Information supplied
================================

// Dotlanth
// Copyright (C) 2025 Synerthink

// This program is free software: you can redistribute it and/or modify
// it under the terms of the GNU Affero General Public License as published by
// the Free Software Foundation, either version 3 of the License, or
// (at your option) any later version.

// This program is distributed in the hope that it will be useful,
// but WITHOUT ANY WARRANTY; without even the implied warranty of
// MERCHANTABILITY or FITNESS FOR A PARTICULAR PURPOSE.  See the
// GNU Affero General Public License for more details.

// You should have received a copy of the GNU Affero General Public License
// along with this program.  If not, see <http://www.gnu.org/licenses/>.

//! Environment computation
//!
//! `env(p, re)` collects every datum reachable from the target of `p` along
//! a path accepted by `re`, preferring labels according to the label order
//! and dropping less preferred data that add nothing under data
//! equivalence. Cycles are cut by refusing to revisit a scope.

use std::marker::PhantomData;
use std::sync::Arc;

use async_trait::async_trait;
use futures::future::{BoxFuture, FutureExt, try_join_all};
use tracing::trace;

use dotscope_common::EngineResult;

use super::env::Env;
use super::predicates::{LabelOrderRef, LabelWfRef};
use crate::scopegraph::{Datum, EdgeOrData, Label, ResolutionPath, ScopeId, ScopePath};

/// The graph access and predicate evaluation a resolution runs against.
#[async_trait]
pub trait ResolutionContext<S, L, D>: Send + Sync {
    /// Answer for a path that is resolved elsewhere, typically because the
    /// target scope belongs to another unit. `None` resolves locally.
    async fn external_env(&self, path: &ScopePath<S, L>, re: &LabelWfRef<L>) -> Option<EngineResult<Env<S, L, D>>>;

    /// Targets of `scope -label->`. Completes once no more such edges can
    /// appear.
    async fn get_edges(&self, scope: &S, label: &L) -> EngineResult<Vec<S>>;

    async fn get_datum(&self, scope: &S) -> EngineResult<Option<D>>;

    async fn data_wf(&self, datum: &D) -> EngineResult<bool>;

    async fn data_leq(&self, d1: &D, d2: &D) -> EngineResult<bool>;

    fn data_leq_always_true(&self) -> bool;
}

pub struct NameResolution<S, L, D, C> {
    edge_labels: Arc<Vec<L>>,
    label_order: LabelOrderRef<L>,
    context: Arc<C>,
    _marker: PhantomData<fn() -> (S, D)>,
}

impl<S, L, D, C> NameResolution<S, L, D, C>
where
    S: ScopeId,
    L: Label,
    D: Datum<S>,
    C: ResolutionContext<S, L, D> + 'static,
{
    pub fn new(edge_labels: Arc<Vec<L>>, label_order: LabelOrderRef<L>, context: Arc<C>) -> Arc<Self> {
        Arc::new(Self {
            edge_labels,
            label_order,
            context,
            _marker: PhantomData,
        })
    }

    pub fn env(self: &Arc<Self>, path: ScopePath<S, L>, re: LabelWfRef<L>) -> BoxFuture<'static, EngineResult<Env<S, L, D>>> {
        let this = Arc::clone(self);
        async move {
            trace!("env {:?} in {:?}", path, re);
            if let Some(env) = this.context.external_env(&path, &re).await {
                return env;
            }
            let mut labels = Vec::new();
            if re.accepting() {
                labels.push(EdgeOrData::Data);
            }
            for label in this.edge_labels.iter() {
                if re.step(label).is_some() {
                    labels.push(EdgeOrData::Edge(label.clone()));
                }
            }
            this.env_labels(path, re, labels).await
        }
        .boxed()
    }

    fn env_labels(
        self: &Arc<Self>,
        path: ScopePath<S, L>,
        re: LabelWfRef<L>,
        labels: Vec<EdgeOrData<L>>,
    ) -> BoxFuture<'static, EngineResult<Env<S, L, D>>> {
        let this = Arc::clone(self);
        async move {
            let order = &this.label_order;
            let max: Vec<_> = labels
                .iter()
                .filter(|l1| !labels.iter().any(|l2| order.lt(l1, l2)))
                .cloned()
                .collect();
            let per_label = max.into_iter().map(|label| {
                let smaller: Vec<_> = labels.iter().filter(|l2| order.lt(l2, &label)).cloned().collect();
                this.env_label_under(path.clone(), Arc::clone(&re), label, smaller)
            });
            let mut env = Env::empty();
            for part in try_join_all(per_label).await? {
                env.union(part);
            }
            Ok(env)
        }
        .boxed()
    }

    /// Environment of `label` shadowed by the environment of the labels
    /// preferred over it.
    fn env_label_under(
        self: &Arc<Self>,
        path: ScopePath<S, L>,
        re: LabelWfRef<L>,
        label: EdgeOrData<L>,
        smaller: Vec<EdgeOrData<L>>,
    ) -> BoxFuture<'static, EngineResult<Env<S, L, D>>> {
        let this = Arc::clone(self);
        async move {
            let preferred = this.env_labels(path.clone(), Arc::clone(&re), smaller).await?;
            if !preferred.is_empty() && this.context.data_leq_always_true() {
                return Ok(preferred);
            }
            let own = this.env_label(path, re, label).await?;
            this.shadow(preferred, own).await
        }
        .boxed()
    }

    fn env_label(
        self: &Arc<Self>,
        path: ScopePath<S, L>,
        re: LabelWfRef<L>,
        label: EdgeOrData<L>,
    ) -> BoxFuture<'static, EngineResult<Env<S, L, D>>> {
        match label {
            EdgeOrData::Data => self.env_data(path),
            EdgeOrData::Edge(label) => self.env_edges(path, re, label),
        }
    }

    fn env_data(self: &Arc<Self>, path: ScopePath<S, L>) -> BoxFuture<'static, EngineResult<Env<S, L, D>>> {
        let this = Arc::clone(self);
        async move {
            let Some(datum) = this.context.get_datum(path.target()).await? else {
                return Ok(Env::empty());
            };
            if !this.context.data_wf(&datum).await? {
                return Ok(Env::empty());
            }
            Ok(Env::of(path.resolve(datum)))
        }
        .boxed()
    }

    fn env_edges(
        self: &Arc<Self>,
        path: ScopePath<S, L>,
        re: LabelWfRef<L>,
        label: L,
    ) -> BoxFuture<'static, EngineResult<Env<S, L, D>>> {
        let this = Arc::clone(self);
        async move {
            let Some(next) = re.step(&label) else {
                return Ok(Env::empty());
            };
            let targets = this.context.get_edges(path.target(), &label).await?;
            let sub_envs = targets
                .into_iter()
                .filter_map(|target| path.step(label.clone(), target))
                .map(|step| this.env(step, Arc::clone(&next)));
            let mut env = Env::empty();
            for part in try_join_all(sub_envs).await? {
                env.union(part);
            }
            Ok(env)
        }
        .boxed()
    }

    /// Keep every preferred path; keep a less preferred path only if no
    /// preferred datum covers it.
    async fn shadow(&self, preferred: Env<S, L, D>, candidates: Env<S, L, D>) -> EngineResult<Env<S, L, D>> {
        let mut env = preferred.clone();
        for rejected in candidates.rejected() {
            env.reject(rejected.clone());
        }
        for candidate in candidates.accepted() {
            if self.is_shadowed(candidate, &preferred).await? {
                if !preferred.accepted().contains(candidate) {
                    env.reject(candidate.clone());
                }
            } else {
                env.accept(candidate.clone());
            }
        }
        Ok(env)
    }

    async fn is_shadowed(&self, candidate: &ResolutionPath<S, L, D>, preferred: &Env<S, L, D>) -> EngineResult<bool> {
        for winner in preferred.accepted() {
            if self.context.data_leq(candidate.datum(), winner.datum()).await? {
                return Ok(true);
            }
        }
        Ok(false)
    }

    /// `shadow` exposed for environments computed elsewhere.
    pub async fn shadow_envs(&self, preferred: Env<S, L, D>, candidates: Env<S, L, D>) -> EngineResult<Env<S, L, D>> {
        self.shadow(preferred, candidates).await
    }
}
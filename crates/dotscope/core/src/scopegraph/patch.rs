// Dotlanth
// Copyright (C) 2025 Synerthink

// This program is free software: you can redistribute it and/or modify
// it under the terms of the GNU Affero General Public License as published by
// the Free Software Foundation, either version 3 of the License, or
// (at your option) any later version.

// This program is distributed in the hope that it will be useful,
// but WITHOUT ANY WARRANTY; without even the implied warranty of
// MERCHANTABILITY or FITNESS FOR A PARTICULAR PURPOSE.  See the
// GNU Affero General Public License for more details.

// You should have received a copy of the GNU Affero General Public License
// along with this program.  If not, see <http://www.gnu.org/licenses/>.

use std::collections::BTreeMap;

use serde::{Deserialize, Serialize};

/// Bijective mapping between scope identities of a previous run (old) and
/// the current run (new).
///
/// Scopes without an entry map to themselves, so the empty patch is the
/// identity.
#[derive(Debug, Clone, PartialEq, Eq, Serialize, Deserialize)]
pub struct Patch<S: Ord> {
    forward: BTreeMap<S, S>,
    backward: BTreeMap<S, S>,
}

impl<S: Ord> Default for Patch<S> {
    fn default() -> Self {
        Self {
            forward: BTreeMap::new(),
            backward: BTreeMap::new(),
        }
    }
}

impl<S: Ord + Clone> Patch<S> {
    pub fn identity() -> Self {
        Self::default()
    }

    pub fn of(pairs: impl IntoIterator<Item = (S, S)>) -> Option<Self> {
        let mut patch = Self::identity();
        for (old, new) in pairs {
            if !patch.put(old, new) {
                return None;
            }
        }
        Some(patch)
    }

    /// Record `old ↦ new`. Returns false, leaving the patch untouched, when
    /// either side is already bound to something else.
    pub fn put(&mut self, old: S, new: S) -> bool {
        match (self.forward.get(&old), self.backward.get(&new)) {
            (Some(n), Some(o)) => return *n == new && *o == old,
            (Some(_), None) | (None, Some(_)) => return false,
            (None, None) => {}
        }
        self.forward.insert(old.clone(), new.clone());
        self.backward.insert(new, old);
        true
    }

    pub fn get(&self, old: &S) -> Option<&S> {
        self.forward.get(old)
    }

    pub fn get_inverse(&self, new: &S) -> Option<&S> {
        self.backward.get(new)
    }

    pub fn contains_old(&self, old: &S) -> bool {
        self.forward.contains_key(old)
    }

    pub fn contains_new(&self, new: &S) -> bool {
        self.backward.contains_key(new)
    }

    /// Map an old scope to its current identity.
    pub fn apply(&self, old: &S) -> S {
        self.forward.get(old).cloned().unwrap_or_else(|| old.clone())
    }

    /// Map a current scope back to its previous identity.
    pub fn inverse_apply(&self, new: &S) -> S {
        self.backward.get(new).cloned().unwrap_or_else(|| new.clone())
    }

    /// Union of two patches, or `None` if the union is not a bijection.
    pub fn merge(&self, other: &Patch<S>) -> Option<Patch<S>> {
        let mut merged = self.clone();
        for (old, new) in other.iter() {
            if !merged.put(old.clone(), new.clone()) {
                return None;
            }
        }
        Some(merged)
    }

    pub fn iter(&self) -> impl Iterator<Item = (&S, &S)> {
        self.forward.iter()
    }

    pub fn len(&self) -> usize {
        self.forward.len()
    }

    pub fn is_empty(&self) -> bool {
        self.forward.is_empty()
    }

    /// True if every entry maps a scope to itself.
    pub fn is_identity(&self) -> bool {
        self.forward.iter().all(|(old, new)| old == new)
    }
}
impl<S, L, D, R> EngineState<S, L, D, R>
where
    S: ScopeId,
    L: Label,
    D: Datum<S>,
    R: UnitOutput<S>,
{
    fn new() -> Self {
        Self {
            units: HashMap::new(),
            mailboxes: HashMap::new(),
            runnable: VecDeque::new(),
            scheduled: HashSet::new(),
            parked: HashMap::new(),
            detector: DeadlockDetector::new(),
            root: None,
            root_result: None,
            messages_delivered: 0,
            messages_dropped: 0,
        }
    }

    fn enqueue(&mut self, to: UnitId, message: Message<S, L, D>) {
        self.mailboxes.entry(to.clone()).or_default().push_back(message);
        if self.scheduled.insert(to.clone()) {
            self.runnable.push_back(to);
        }
    }

    fn next_message(&mut self) -> Option<(UnitId, Message<S, L, D>)> {
        while let Some(unit) = self.runnable.pop_front() {
            let Some(mailbox) = self.mailboxes.get_mut(&unit) else {
                self.scheduled.remove(&unit);
                continue;
            };
            let Some(message) = mailbox.pop_front() else {
                self.scheduled.remove(&unit);
                continue;
            };
            if mailbox.is_empty() {
                self.scheduled.remove(&unit);
            } else {
                self.runnable.push_back(unit.clone());
            }
            self.messages_delivered += 1;
            return Some((unit, message));
        }
        None
    }
}

pub(crate) struct Engine<S, L, D, R>
where
    S: ScopeId,
    L: Label,
    D: Datum<S>,
    R: UnitOutput<S>,
{
    pub(crate) settings: Settings,
    pub(crate) edge_labels: Arc<Vec<L>>,
    state: Mutex<EngineState<S, L, D, R>>,
    executor: Executor,
}
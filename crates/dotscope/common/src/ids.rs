// Dotlanth
// Copyright (C) 2025 Synerthink

// This program is free software: you can redistribute it and/or modify
// it under the terms of the GNU Affero General Public License as published by
// the Free Software Foundation, either version 3 of the License, or
// (at your option) any later version.

// This program is distributed in the hope that it will be useful,
// but WITHOUT ANY WARRANTY; without even the implied warranty of
// MERCHANTABILITY or FITNESS FOR A PARTICULAR PURPOSE.  See the
// GNU Affero General Public License for more details.

// You should have received a copy of the GNU Affero General Public License
// along with this program.  If not, see <http://www.gnu.org/licenses/>.

use std::fmt;

use serde::{Deserialize, Serialize};

/// Hierarchical identifier of a unit.
///
/// Sub-unit ids are formed by appending the local name to the parent id,
/// separated by `/`. The same logical unit gets the same id across runs,
/// which is how a previous result is matched to its successor.
#[derive(Debug, Clone, PartialEq, Eq, Hash, PartialOrd, Ord, Serialize, Deserialize)]
pub struct UnitId(String);

impl UnitId {
    pub fn new(id: impl AsRef<str>) -> Self {
        Self(id.as_ref().to_string())
    }

    /// Id of the sub-unit `name` of this unit.
    pub fn child(&self, name: &str) -> Self {
        Self(format!("{}/{}", self.0, name))
    }

    /// Local name, i.e. the last path segment.
    pub fn local_name(&self) -> &str {
        self.0.rsplit('/').next().unwrap_or(&self.0)
    }

    pub fn as_str(&self) -> &str {
        &self.0
    }
}

impl fmt::Display for UnitId {
    fn fmt(&self, f: &mut fmt::Formatter<'_>) -> fmt::Result {
        f.write_str(&self.0)
    }
}

impl From<&str> for UnitId {
    fn from(value: &str) -> Self {
        Self::new(value)
    }
}

/// Default scope identity: the owning unit plus a name unique within it.
#[derive(Debug, Clone, PartialEq, Eq, Hash, PartialOrd, Ord, Serialize, Deserialize)]
pub struct Scope {
    owner: UnitId,
    name: String,
}

impl Scope {
    pub fn new(owner: UnitId, name: impl AsRef<str>) -> Self {
        Self { owner, name: name.as_ref().to_string() }
    }

    pub fn owner(&self) -> &UnitId {
        &self.owner
    }

    pub fn name(&self) -> &str {
        &self.name
    }
}

impl fmt::Display for Scope {
    fn fmt(&self, f: &mut fmt::Formatter<'_>) -> fmt::Result {
        write!(f, "#{}-{}", self.owner, self.name)
    }
}
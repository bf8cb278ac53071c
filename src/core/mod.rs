pub mod deadline;
pub mod sla;

pub use deadline::compute_deadline;
pub use sla::SlaEngine;

pub use crate::domain::calendar::BusinessCalendar;
pub use crate::domain::model::{Priority, PriorityBudgets, SlaOutcome};
pub use crate::utils::error::Result;
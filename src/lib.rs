pub mod config;
pub mod core;
pub mod domain;
pub mod utils;

pub use crate::config::SlaConfig;
pub use crate::core::deadline::compute_deadline;
pub use crate::core::sla::SlaEngine;
pub use crate::domain::calendar::BusinessCalendar;
pub use crate::domain::model::{Priority, PriorityBudgets, SlaOutcome};
pub use crate::utils::error::{Result, SlaError};
// Domain layer: immutable value objects. No I/O, no ambient state.

pub mod calendar;
pub mod model;
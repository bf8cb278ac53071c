use crate::core::SlaEngine;
use crate::domain::calendar::BusinessCalendar;
use crate::domain::model::PriorityBudgets;
use crate::utils::error::{Result, SlaError};
use crate::utils::validation::{
    validate_non_empty_string, validate_non_negative_hours, validate_range, validate_weekday_set,
    Validate,
};
use chrono_tz::Tz;
use serde::{Deserialize, Serialize};
use std::path::Path;

/// SLA configuration as persisted by the helpdesk's configuration management.
/// This crate only consumes it; see `SlaConfig::build_engine`.
#[derive(Debug, Clone, Serialize, Deserialize)]
pub struct SlaConfig {
    pub calendar: CalendarConfig,
    pub priorities: PriorityConfig,
}

#[derive(Debug, Clone, Serialize, Deserialize)]
pub struct CalendarConfig {
    /// Working weekdays, Sunday=0 through Saturday=6.
    pub work_days: Vec<u8>,
    pub business_hours_start: u32,
    pub business_hours_end: u32,
    /// IANA timezone name the calendar is pinned to, e.g. "Europe/Oslo".
    pub timezone: String,
}

/// Working-hour budgets per ticket priority.
#[derive(Debug, Clone, Serialize, Deserialize)]
pub struct PriorityConfig {
    pub low: f64,
    pub medium: f64,
    pub high: f64,
    pub critical: f64,
}

impl SlaConfig {
    pub fn from_file<P: AsRef<Path>>(path: P) -> Result<Self> {
        let content = std::fs::read_to_string(path)?;
        Self::from_toml_str(&content)
    }

    pub fn from_toml_str(content: &str) -> Result<Self> {
        let config: SlaConfig = toml::from_str(content)?;
        config.validate()?;
        Ok(config)
    }

    pub fn build_calendar(&self) -> Result<BusinessCalendar> {
        let timezone = self.parse_timezone()?;
        BusinessCalendar::new(
            &self.calendar.work_days,
            self.calendar.business_hours_start,
            self.calendar.business_hours_end,
            timezone,
        )
    }

    pub fn budgets(&self) -> PriorityBudgets {
        PriorityBudgets {
            low: self.priorities.low,
            medium: self.priorities.medium,
            high: self.priorities.high,
            critical: self.priorities.critical,
        }
    }

    pub fn build_engine(&self) -> Result<SlaEngine> {
        let calendar = self.build_calendar()?;
        tracing::info!(
            timezone = %self.calendar.timezone,
            work_days = ?self.calendar.work_days,
            open = self.calendar.business_hours_start,
            close = self.calendar.business_hours_end,
            "loaded SLA calendar"
        );
        Ok(SlaEngine::new(calendar, self.budgets()))
    }

    fn parse_timezone(&self) -> Result<Tz> {
        self.calendar
            .timezone
            .parse::<Tz>()
            .map_err(|_| SlaError::InvalidConfigValueError {
                field: "calendar.timezone".to_string(),
                value: self.calendar.timezone.clone(),
                reason: "Not a known IANA timezone name".to_string(),
            })
    }
}

impl Validate for SlaConfig {
    fn validate(&self) -> Result<()> {
        validate_weekday_set("calendar.work_days", &self.calendar.work_days)?;
        validate_range(
            "calendar.business_hours_start",
            self.calendar.business_hours_start,
            0,
            23,
        )?;
        validate_range(
            "calendar.business_hours_end",
            self.calendar.business_hours_end,
            0,
            23,
        )?;
        if self.calendar.business_hours_start >= self.calendar.business_hours_end {
            return Err(SlaError::InvalidConfigValueError {
                field: "calendar.business_hours_start".to_string(),
                value: self.calendar.business_hours_start.to_string(),
                reason: format!(
                    "Business day must open before it closes (close hour is {})",
                    self.calendar.business_hours_end
                ),
            });
        }

        validate_non_empty_string("calendar.timezone", &self.calendar.timezone)?;
        self.parse_timezone()?;

        validate_non_negative_hours("priorities.low", self.priorities.low)?;
        validate_non_negative_hours("priorities.medium", self.priorities.medium)?;
        validate_non_negative_hours("priorities.high", self.priorities.high)?;
        validate_non_negative_hours("priorities.critical", self.priorities.critical)?;

        Ok(())
    }
}

#[cfg(test)]
mod tests {
    use super::*;

    const VALID: &str = r#"
        [calendar]
        work_days = [1, 2, 3, 4, 5]
        business_hours_start = 9
        business_hours_end = 18
        timezone = "Europe/Oslo"

        [priorities]
        low = 72.0
        medium = 24.0
        high = 8.0
        critical = 2.0
    "#;

    #[test]
    fn parses_and_validates_a_complete_config() {
        let config = SlaConfig::from_toml_str(VALID).unwrap();
        assert_eq!(config.calendar.work_days, vec![1, 2, 3, 4, 5]);
        let engine = config.build_engine().unwrap();
        assert_eq!(engine.calendar().open_hour(), 9);
        assert_eq!(engine.calendar().close_hour(), 18);
    }

    #[test]
    fn rejects_empty_work_days() {
        let toml = VALID.replace("work_days = [1, 2, 3, 4, 5]", "work_days = []");
        let err = SlaConfig::from_toml_str(&toml).unwrap_err();
        assert!(matches!(err, SlaError::InvalidConfigValueError { field, .. } if field == "calendar.work_days"));
    }

    #[test]
    fn rejects_inverted_business_hours() {
        let toml = VALID.replace("business_hours_start = 9", "business_hours_start = 18");
        assert!(SlaConfig::from_toml_str(&toml).is_err());
    }

    #[test]
    fn rejects_unknown_timezone() {
        let toml = VALID.replace("Europe/Oslo", "Mars/Olympus_Mons");
        let err = SlaConfig::from_toml_str(&toml).unwrap_err();
        assert!(matches!(err, SlaError::InvalidConfigValueError { field, .. } if field == "calendar.timezone"));
    }

    #[test]
    fn rejects_negative_priority_budget() {
        let toml = VALID.replace("critical = 2.0", "critical = -2.0");
        assert!(SlaConfig::from_toml_str(&toml).is_err());
    }
}
pub mod toml_config;

pub use toml_config::{CalendarConfig, PriorityConfig, SlaConfig};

================================

Your task
Show every line of the entries above where the word "Oslo" occurs.

Exercise response
    /// IANA timezone name the calendar is pinned to, e.g. "Europe/Oslo".
        timezone = "Europe/Oslo"
        let toml = VALID.replace("Europe/Oslo", "Mars/Olympus_Mons");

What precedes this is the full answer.